In taiji, yin exists because yang exists, and yang exists because yin exists. Yin and yang support each other and can transmute into each other. Yang qi generates maleness, and yin qi generates femaleness. These two basic qi are expressions of the law of nature and create all things.
Yang contains some yin, and yin contains some yang.
Everything is generated from yin and yang. They give birth to endless change and development. All change follows the basic principle of Dao and Taiji.
Taiji or Dao is the fundamental principle. It encompasses the whole universe yet is small enough to reside in the tiniest fragments of matter. It dwells in everything and extends everywhere. The starting point for this principle is the concept of “wu zhong sheng you,” which holds that “being” or “having” comes from “non-being” or “not having”.
As taiji is born from wuji and is the source of yin and yang, there should be no intention or movement as you begin your Taiji Quan practice. This condition reflects the original wuji state.

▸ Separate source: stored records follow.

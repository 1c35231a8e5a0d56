//! Fetch and print the stage-template list from a running backend.
//!
//! ```sh
//! BAMS_API_BASE_URL=http://localhost:8080 cargo run --example list_templates
//! ```

use bams_client::api::StageTemplateApi;
use bams_client::config::ClientConfig;

#[tokio::main]
async fn main() -> Result<(), Box<dyn std::error::Error>> {
    dotenvy::dotenv().ok();
    tracing_subscriber::fmt()
        .with_env_filter(
            tracing_subscriber::EnvFilter::try_from_default_env()
                .unwrap_or_else(|_| "info".into()),
        )
        .init();

    let config = ClientConfig::from_env();
    let api = StageTemplateApi::new(&config)?;

    let templates = api.list_templates().await?;
    println!("{} template(s)", templates.len());
    for template in &templates {
        println!(
            "#{} {} ({} stages)",
            template.template_id,
            template.template_name,
            template.stage_count.unwrap_or(0)
        );
    }
    Ok(())
}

When an attack comes and you start to react, you enter the taiji state in which yin and yang are generated according to your opponent’s movements. Because all skills follow the yin-yang principle, it is sometimes said that Taiji Quan is the practice of yin and yang skills. Because everything in Taiji Quan derives from the change, conversion, and development of yin and yang, an understanding of the principle and practice of yin and yang is clearly vital to your training.
The most important thing to understand in your training is the relationship between dynamic and static states, between movement and stillness. Change is a permanent state, but stillness must always be maintained internally. Stillness is a temporary state, but the tendency for change must always be kept alive within. The existence of each state always implies the existence of the other. This is a very difficult point to understand and distinguishes Taiji Quan from all other martial art styles. Other styles apply yin and yang as separate concepts and express the liangyi state. It is intuitively easier to understand dynamic and static states as separate and distinct than it is to conceive of them together as a single potential for both movement and stillness.

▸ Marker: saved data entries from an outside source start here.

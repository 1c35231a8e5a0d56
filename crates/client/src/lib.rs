//! HTTP client for the BAMS stage-template backend.
//!
//! Provides the typed wire payloads, the submission adapter that converts
//! between the in-memory template model and the backend request shapes,
//! and a [`reqwest`]-based API wrapper that honors the backend's
//! `{code, msg, data}` response envelope.

pub mod adapter;
pub mod api;
pub mod config;
pub mod payload;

The integration of yin and yang is often called “keeping the center.” The usual term for this in Taiji Quan is zhong ji or central limit. It is also referred to as xuan, which means “mystery” or “darkness.” Xuan is described in a famous passage as “the mystery that can be either yin or yang or neither yin nor yang. Mystery upon mystery, it is the doorway leading to the refined understanding of all concepts.”
Since Taiji Quan is founded on the principle of taiji, this principle must infuse your practice at all times. All discussions and expressions of taiji should include an understanding of yin and yang. In Taiji Quan practice, yin is expressed in responses that are soft, substantial, still, passive, and that yield to the opponent; yang is expressed in responses that are hard, insubstantial, moving, active, and that lead or direct the opponent. Defense skills are usually characterized as yin because they are receptive or passive; offensive skills are usually characterized as yang because they initiate action. It is important to remember that in Taiji Quan all action and reaction must be consistent with the yin-yang principle as expressed in the Taiji circle. Inside this circle, yin and yang are in a state of continuous change and mutual support.

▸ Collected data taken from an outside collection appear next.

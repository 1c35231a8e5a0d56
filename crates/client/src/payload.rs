//! Wire shapes for the BAMS template REST API.
//!
//! Field names follow the backend JSON contract exactly (camelCase), and
//! the `{code, msg, data}` envelope treats `code == 200` as success with
//! any other code carrying a user-facing `msg`. These conventions are
//! fixed by the backend and must not drift.

use bams_core::types::DbId;
use serde::{Deserialize, Serialize};

/// Envelope code that signals success.
pub const SUCCESS_CODE: i32 = 200;

/// Response envelope shared by every backend endpoint.
#[derive(Debug, Clone, Deserialize)]
pub struct ApiEnvelope<T> {
    pub code: i32,
    pub msg: Option<String>,
    pub data: Option<T>,
}

impl<T> ApiEnvelope<T> {
    pub fn is_success(&self) -> bool {
        self.code == SUCCESS_CODE
    }
}

/// One stage row as the backend sends and receives it.
#[derive(Debug, Clone, PartialEq, Eq, Serialize, Deserialize)]
#[serde(rename_all = "camelCase")]
pub struct StagePayload {
    /// Backend detail-row id; absent for newly added stages.
    #[serde(skip_serializing_if = "Option::is_none")]
    pub id: Option<DbId>,
    /// Stage-kind dictionary value.
    pub stage_id: String,
    /// Display label resolved from the stage dictionary at serialization
    /// time; not stored in the client model.
    pub stage_display_name: String,
    /// 1-based position within the template.
    pub stage_order: u32,
    /// Document-type dictionary values required in this stage.
    pub required_file_list: Vec<String>,
}

/// Create/update request body for `POST`/`PUT /bams/stage/template`.
#[derive(Debug, Clone, PartialEq, Eq, Serialize, Deserialize)]
#[serde(rename_all = "camelCase")]
pub struct TemplateSaveRequest {
    /// Present for updates, absent for creates.
    #[serde(skip_serializing_if = "Option::is_none")]
    pub template_id: Option<DbId>,
    pub template_name: String,
    pub template_desc: String,
    /// Denormalized stage count the backend stores on the template row.
    pub stage_count: u32,
    pub stages: Vec<StagePayload>,
}

/// `data` payload of `GET /bams/stage/template/{id}`.
#[derive(Debug, Clone, PartialEq, Eq, Serialize, Deserialize)]
#[serde(rename_all = "camelCase")]
pub struct TemplateDetail {
    pub template_id: DbId,
    pub template_name: String,
    pub template_desc: Option<String>,
    pub stage_count: Option<u32>,
    #[serde(default)]
    pub stages: Vec<StagePayload>,
}

/// One row of `GET /bams/stage/template/list`.
#[derive(Debug, Clone, PartialEq, Eq, Serialize, Deserialize)]
#[serde(rename_all = "camelCase")]
pub struct TemplateSummary {
    pub template_id: DbId,
    pub template_name: String,
    pub stage_count: Option<u32>,
    pub create_by: Option<String>,
    /// Backend-formatted display timestamp (`yyyy-MM-dd HH:mm:ss`), kept
    /// verbatim for list rendering.
    pub create_time: Option<String>,
}

// ---------------------------------------------------------------------------
// Tests
// ---------------------------------------------------------------------------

You must always be aware of the opportunity or potential for either movement or stillness. This requires that you avoid all pre-conceived notions or plans for what to do next. Every action must be based solely on your feeling at the moment. In push hands, for example, when you touch your opponent you should maintain wuji by not planning your response. When you receive information from touching your opponent, you enter taiji by either attacking (which expresses movement) or defending (which expresses stillness). Your choice should depend only on your feeling. Keep in mind that your attack also encompasses your defense; and your defense contains within it your next attack.
In most martial arts, whether simple or complex, the techniques used in practice and fighting are the same. The purpose of practice is to be able to apply these techniques directly in fighting. Taiji Quan practice is different in that it focuses on the expression of the taiji principle. The skills practiced are designed to illustrate this principle and to help students develop responses that apply the principle correctly. There is no training of preset sequences of movement that can be repeated directly in fighting situations. Rather, the skills are applied solely in response to the student’s immediate feelings during a fight. This is a specialized ability developed only in Taiji Quan training, which is said to have no techniques; movement itself is the method.
Another distinction between Taiji Quan and When the taiji principle and its related concepts are applied to fighting situations, the basic fighting principle the other martial arts is that in the latter, offensive and defensive skills are practiced and applied separately. Even if they are performed simultaneously, they are experienced internally as separate. This method expresses the liangyi state, and the skills developed are liangyi skills. In Taiji Quan skills, yin and yang are inextricably bound together, with each one generating the other.
In Taiji Quan practice, internal training is emphasized much more than external training. All physical movement should occur naturally without conscious intent or a sense of restriction. It should start from a state of nothingness or insubstantiality that nevertheless has limitless potential. This method proceeds from wuji to taiji. In Taiji Quan practice, the mind and heart should be quiet, reflecting stillness, but this stillness is not synonymous with an absence of movement. There is movement inside stillness and it can be initiated by the slightest touch.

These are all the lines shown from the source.